From the entries below, copy every line that has the word "crate".

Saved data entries
((
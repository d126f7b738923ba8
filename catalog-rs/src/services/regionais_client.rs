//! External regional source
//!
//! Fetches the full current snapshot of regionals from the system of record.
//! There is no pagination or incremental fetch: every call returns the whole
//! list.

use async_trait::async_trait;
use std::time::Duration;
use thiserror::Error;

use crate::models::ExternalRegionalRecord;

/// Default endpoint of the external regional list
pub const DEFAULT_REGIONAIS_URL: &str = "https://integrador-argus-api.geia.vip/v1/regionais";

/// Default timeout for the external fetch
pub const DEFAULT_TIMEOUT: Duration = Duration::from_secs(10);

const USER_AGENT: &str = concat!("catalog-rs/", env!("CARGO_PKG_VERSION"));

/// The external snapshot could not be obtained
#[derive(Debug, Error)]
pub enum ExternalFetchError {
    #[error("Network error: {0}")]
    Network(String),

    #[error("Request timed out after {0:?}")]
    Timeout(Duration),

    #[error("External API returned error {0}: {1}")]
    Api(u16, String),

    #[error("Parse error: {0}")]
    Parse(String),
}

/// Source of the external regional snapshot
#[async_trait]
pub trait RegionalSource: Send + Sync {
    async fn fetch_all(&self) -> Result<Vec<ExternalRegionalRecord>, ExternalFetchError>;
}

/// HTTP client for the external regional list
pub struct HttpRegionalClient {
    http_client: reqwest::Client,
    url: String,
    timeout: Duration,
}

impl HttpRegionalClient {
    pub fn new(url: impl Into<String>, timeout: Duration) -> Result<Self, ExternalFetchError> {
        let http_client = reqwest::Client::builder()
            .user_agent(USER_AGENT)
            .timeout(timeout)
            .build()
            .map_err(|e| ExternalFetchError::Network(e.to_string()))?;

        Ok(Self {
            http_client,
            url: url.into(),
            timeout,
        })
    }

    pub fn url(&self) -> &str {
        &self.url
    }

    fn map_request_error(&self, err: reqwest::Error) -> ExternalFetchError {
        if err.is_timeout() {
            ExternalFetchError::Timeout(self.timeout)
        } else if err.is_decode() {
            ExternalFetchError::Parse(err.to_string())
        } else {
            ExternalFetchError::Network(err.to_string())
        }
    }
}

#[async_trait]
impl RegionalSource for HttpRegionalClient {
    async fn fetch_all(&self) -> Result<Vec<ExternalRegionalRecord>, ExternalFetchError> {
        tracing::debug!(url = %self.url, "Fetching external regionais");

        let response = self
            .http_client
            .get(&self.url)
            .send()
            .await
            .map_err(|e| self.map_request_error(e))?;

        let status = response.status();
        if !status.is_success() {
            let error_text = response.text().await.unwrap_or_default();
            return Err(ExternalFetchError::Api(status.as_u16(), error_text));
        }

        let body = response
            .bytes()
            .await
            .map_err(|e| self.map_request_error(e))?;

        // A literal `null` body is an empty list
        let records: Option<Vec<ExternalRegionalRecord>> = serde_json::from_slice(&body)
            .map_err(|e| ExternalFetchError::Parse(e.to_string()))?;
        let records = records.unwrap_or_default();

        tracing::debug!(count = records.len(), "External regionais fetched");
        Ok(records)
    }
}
))
((
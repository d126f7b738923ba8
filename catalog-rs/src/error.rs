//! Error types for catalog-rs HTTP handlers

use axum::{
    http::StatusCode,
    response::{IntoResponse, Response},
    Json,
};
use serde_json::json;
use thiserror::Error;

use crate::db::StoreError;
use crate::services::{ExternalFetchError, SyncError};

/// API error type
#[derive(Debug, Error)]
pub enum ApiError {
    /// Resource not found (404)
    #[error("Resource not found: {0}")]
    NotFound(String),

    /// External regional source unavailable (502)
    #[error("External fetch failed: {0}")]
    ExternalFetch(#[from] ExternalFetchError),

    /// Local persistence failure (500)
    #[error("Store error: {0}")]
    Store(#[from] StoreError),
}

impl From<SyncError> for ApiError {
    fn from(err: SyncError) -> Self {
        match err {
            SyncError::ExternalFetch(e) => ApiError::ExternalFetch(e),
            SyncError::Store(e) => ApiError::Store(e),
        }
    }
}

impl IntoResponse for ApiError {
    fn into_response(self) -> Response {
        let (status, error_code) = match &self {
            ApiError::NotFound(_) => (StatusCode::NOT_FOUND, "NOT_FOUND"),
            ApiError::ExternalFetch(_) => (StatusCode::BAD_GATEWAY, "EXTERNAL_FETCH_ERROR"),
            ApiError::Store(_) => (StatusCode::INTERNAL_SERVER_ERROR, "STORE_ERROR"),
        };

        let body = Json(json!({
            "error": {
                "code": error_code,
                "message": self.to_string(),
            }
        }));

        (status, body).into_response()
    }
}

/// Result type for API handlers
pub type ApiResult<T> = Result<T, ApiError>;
))
- **EXERCISE OUTPUT**
use crate::models::ExternalRegionalRecord;
use crate::db::StoreError;
use crate::services::{ExternalFetchError, SyncError};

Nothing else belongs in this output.